> _Task requirements_
Could you return every line of the material that contains the word "before"?

***** Available records

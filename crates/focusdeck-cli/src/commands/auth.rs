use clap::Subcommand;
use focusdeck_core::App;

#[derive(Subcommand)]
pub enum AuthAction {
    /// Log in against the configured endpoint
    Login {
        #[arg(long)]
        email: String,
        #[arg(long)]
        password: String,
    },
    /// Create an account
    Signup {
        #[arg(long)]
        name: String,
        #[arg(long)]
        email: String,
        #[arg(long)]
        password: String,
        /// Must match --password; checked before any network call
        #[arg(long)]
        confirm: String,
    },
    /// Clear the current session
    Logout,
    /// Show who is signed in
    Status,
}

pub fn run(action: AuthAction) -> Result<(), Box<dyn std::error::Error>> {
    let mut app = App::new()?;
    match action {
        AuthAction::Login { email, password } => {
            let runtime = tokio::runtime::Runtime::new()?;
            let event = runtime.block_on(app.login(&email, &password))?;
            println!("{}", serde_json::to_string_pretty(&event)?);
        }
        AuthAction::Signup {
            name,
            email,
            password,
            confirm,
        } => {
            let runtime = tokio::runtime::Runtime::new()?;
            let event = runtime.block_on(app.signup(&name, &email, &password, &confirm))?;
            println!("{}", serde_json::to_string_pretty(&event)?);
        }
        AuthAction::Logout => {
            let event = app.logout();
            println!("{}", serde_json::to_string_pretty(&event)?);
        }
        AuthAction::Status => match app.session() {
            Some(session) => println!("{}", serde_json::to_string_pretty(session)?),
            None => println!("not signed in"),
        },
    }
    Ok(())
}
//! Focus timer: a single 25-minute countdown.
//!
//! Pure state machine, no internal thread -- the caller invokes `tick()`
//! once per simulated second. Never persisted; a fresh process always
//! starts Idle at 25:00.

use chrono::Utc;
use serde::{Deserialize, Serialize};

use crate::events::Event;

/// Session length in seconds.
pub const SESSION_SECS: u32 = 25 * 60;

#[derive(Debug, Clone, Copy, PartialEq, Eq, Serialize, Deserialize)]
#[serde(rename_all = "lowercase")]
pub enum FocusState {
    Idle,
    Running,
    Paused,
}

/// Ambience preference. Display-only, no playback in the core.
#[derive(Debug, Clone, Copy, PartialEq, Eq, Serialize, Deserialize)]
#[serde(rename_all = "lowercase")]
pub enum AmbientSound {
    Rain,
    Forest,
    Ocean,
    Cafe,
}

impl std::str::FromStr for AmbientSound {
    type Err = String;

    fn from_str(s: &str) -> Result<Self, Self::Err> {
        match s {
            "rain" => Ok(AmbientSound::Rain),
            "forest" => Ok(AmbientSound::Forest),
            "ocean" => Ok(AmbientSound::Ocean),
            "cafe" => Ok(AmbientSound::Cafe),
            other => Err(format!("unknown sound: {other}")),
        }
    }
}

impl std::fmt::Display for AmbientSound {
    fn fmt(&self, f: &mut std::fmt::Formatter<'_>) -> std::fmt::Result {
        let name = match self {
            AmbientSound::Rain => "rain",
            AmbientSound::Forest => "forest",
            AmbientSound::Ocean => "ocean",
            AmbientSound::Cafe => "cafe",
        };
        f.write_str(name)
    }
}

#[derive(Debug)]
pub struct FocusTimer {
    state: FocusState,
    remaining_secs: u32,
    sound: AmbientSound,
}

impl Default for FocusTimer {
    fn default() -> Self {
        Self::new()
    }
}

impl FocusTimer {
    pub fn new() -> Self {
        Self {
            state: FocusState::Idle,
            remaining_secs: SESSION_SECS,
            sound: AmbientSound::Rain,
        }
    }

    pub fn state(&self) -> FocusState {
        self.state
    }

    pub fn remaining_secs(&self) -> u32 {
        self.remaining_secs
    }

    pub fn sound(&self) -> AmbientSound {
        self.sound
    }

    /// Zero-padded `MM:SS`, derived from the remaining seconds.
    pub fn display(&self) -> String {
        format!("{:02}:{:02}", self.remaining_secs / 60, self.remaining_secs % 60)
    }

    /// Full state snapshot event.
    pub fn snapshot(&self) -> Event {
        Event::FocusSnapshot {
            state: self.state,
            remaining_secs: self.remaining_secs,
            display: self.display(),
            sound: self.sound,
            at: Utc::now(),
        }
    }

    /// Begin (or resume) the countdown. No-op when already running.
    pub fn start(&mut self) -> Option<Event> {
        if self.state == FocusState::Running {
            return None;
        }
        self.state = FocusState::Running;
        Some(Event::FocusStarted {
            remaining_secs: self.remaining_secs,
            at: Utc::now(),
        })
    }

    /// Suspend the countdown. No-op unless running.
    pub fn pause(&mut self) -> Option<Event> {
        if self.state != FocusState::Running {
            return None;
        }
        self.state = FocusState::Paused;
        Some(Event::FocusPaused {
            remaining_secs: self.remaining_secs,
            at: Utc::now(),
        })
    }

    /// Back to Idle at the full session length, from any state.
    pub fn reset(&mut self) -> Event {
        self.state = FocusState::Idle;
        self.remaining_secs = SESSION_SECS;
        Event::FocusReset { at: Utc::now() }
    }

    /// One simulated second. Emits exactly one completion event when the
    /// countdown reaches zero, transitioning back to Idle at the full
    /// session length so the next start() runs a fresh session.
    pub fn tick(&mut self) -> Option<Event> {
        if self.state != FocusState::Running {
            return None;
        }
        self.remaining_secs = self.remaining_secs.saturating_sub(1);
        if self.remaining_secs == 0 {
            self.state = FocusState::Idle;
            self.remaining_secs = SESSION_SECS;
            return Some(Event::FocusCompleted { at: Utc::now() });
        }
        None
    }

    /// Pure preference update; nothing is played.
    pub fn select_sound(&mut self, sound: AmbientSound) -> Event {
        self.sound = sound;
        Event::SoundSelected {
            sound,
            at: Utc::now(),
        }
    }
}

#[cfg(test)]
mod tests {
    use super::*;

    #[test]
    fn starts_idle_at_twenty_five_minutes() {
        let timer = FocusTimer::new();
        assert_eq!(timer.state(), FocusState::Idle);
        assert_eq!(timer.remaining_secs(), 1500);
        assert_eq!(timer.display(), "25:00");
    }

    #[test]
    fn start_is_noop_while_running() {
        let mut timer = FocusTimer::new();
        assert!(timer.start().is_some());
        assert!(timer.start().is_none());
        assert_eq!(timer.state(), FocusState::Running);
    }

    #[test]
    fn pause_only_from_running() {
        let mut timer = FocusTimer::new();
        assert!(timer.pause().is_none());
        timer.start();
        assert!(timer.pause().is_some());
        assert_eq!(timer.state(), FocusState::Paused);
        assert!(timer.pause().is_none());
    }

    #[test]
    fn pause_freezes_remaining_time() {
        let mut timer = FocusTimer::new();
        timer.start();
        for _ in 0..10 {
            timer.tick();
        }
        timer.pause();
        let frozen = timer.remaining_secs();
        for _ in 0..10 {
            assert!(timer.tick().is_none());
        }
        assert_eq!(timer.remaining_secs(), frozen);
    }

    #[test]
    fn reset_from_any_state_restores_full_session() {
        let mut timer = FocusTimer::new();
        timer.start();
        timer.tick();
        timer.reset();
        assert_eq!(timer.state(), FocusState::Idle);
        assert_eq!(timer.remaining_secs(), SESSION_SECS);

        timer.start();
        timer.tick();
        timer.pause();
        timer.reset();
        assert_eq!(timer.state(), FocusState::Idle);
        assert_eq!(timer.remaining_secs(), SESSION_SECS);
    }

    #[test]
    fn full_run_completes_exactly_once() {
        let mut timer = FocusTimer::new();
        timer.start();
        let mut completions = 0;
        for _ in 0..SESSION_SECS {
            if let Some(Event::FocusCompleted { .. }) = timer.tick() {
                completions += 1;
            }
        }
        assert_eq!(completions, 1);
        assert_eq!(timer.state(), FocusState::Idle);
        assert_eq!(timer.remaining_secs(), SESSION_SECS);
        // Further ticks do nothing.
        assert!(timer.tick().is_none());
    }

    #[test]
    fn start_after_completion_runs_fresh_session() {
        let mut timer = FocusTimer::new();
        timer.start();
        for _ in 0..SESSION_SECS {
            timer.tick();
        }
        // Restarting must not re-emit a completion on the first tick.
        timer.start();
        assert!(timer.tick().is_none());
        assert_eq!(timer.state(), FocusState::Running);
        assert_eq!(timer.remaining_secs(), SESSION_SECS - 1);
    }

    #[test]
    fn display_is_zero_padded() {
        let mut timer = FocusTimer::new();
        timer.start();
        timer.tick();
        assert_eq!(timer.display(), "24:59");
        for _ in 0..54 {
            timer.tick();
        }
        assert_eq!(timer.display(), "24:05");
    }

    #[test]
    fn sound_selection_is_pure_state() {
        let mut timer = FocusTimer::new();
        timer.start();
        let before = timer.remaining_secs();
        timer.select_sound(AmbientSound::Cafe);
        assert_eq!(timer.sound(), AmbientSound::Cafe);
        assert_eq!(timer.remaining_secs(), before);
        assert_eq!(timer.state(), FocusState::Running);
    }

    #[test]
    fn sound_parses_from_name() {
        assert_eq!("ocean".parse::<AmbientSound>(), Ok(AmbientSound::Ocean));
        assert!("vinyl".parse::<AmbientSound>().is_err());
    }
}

**********

> _Result for this task_
        /// Must match --password; checked before any network call
        let before = timer.remaining_secs();
        assert_eq!(timer.remaining_secs(), before);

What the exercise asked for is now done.